McKnight Brain Institute Researchers

Meet some of our McKnight Brain Institute researchers who are conducting scientific research to help better understand and alleviate the effects of age-related cognitive decline and memory loss.

With McKnight Brain Institutes established at the University of Alabama at Birmingham, University of Arizona, University of Florida and University of Miami, the McKnight Brain Research Foundation works to foster cross-discipline, productive collaboration among top brain health scientists from across the country.

Meet the Researchers

Researcher Spotlight

Dr. Sara Burke

University of Florida McKnight Brain Institute

Dr. Burke is Associate Professor of Neuroscience and Associate Director of the Cognitive Aging and Memory Center (CAM) at the University of Florida College of Medicine. With the end goal of developing a playbook to help people age successfully, Dr. Burke’s research focuses on investigating mechanisms of cognition and determining how diet and metabolic function can increase resilience to memory loss in aging and disease. To answer these questions, her lab integrates data across multiple levels of analysis, including neurophysiology, gene expression, anatomy and behavioral assays. 

Dr. Aprinda Indahlastari

University of Florida McKnight Brain Institute

Dr. Indahlastari is an up-and-coming neuroscience researcher at the University of Florida.
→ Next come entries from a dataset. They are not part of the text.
use std::fmt;

use crate::dom::error::DomError;
use crate::form::gateway::TransportError;

#[derive(Debug)]
pub enum FormError {
    /// Page fixture or config file could not be read
    Io { path: String, source: std::io::Error },

    /// YAML parsing failed (page fixture)
    YamlParse { context: String, source: serde_yaml::Error },

    /// Document operation failed
    Dom(DomError),

    /// HTTP transport could not be built
    Transport(TransportError),

    /// Form or toast element required by the command is absent
    MissingHost(String),
}

impl fmt::Display for FormError {
    fn fmt(&self, f: &mut fmt::Formatter<'_>) -> fmt::Result {
        match self {
            FormError::Io { path, source } => {
                write!(f, "Failed to read '{}': {}", path, source)
            }
            FormError::YamlParse { context, source } => {
                write!(f, "YAML parse error ({}): {}", context, source)
            }
            FormError::Dom(e) => write!(f, "DOM error: {}", e),
            FormError::Transport(e) => write!(f, "Transport error: {}", e),
            FormError::MissingHost(msg) => write!(f, "Missing host element: {}", msg),
        }
    }
}

impl std::error::Error for FormError {
    fn source(&self) -> Option<&(dyn std::error::Error + 'static)> {
        match self {
            FormError::Io { source, .. } => Some(source),
            FormError::YamlParse { source, .. } => Some(source),
            FormError::Dom(e) => Some(e),
            FormError::Transport(e) => Some(e),
            FormError::MissingHost(_) => None,
        }
    }
}

impl From<DomError> for FormError {
    fn from(e: DomError) -> Self {
        FormError::Dom(e)
    }
}

impl From<TransportError> for FormError {
    fn from(e: TransportError) -> Self {
        FormError::Transport(e)
    }
}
Her research focuses on a technique aimed at improving cognitive function in older adults that involves using a noninvasive form of brain stimulation paired with cognitive training.

Dr. Adam Gerstenecker

University of Alabama at Birmingham McKnight Brain Institute
Adam Gerstenecker, Ph.D., an assistant professor in the Department of Neurology at UAB was recently presented with the National Academy of Neuropsychology’s early career award. The award is given to those who have made “substantial scholarly contributions to the field of neuropsychology within 10 years of receiving their doctoral degree.” With 42 publications published or in press as well as seven book chapters, primarily looking at changes in functional cognitive ability in Parkinson’s, Alzheimer’s and atypical Parkinsonism, Dr. Gerstenecker received the award in half that time. He earned his doctorate from the University of Louisville in 2014 and then joined UAB as a fellow.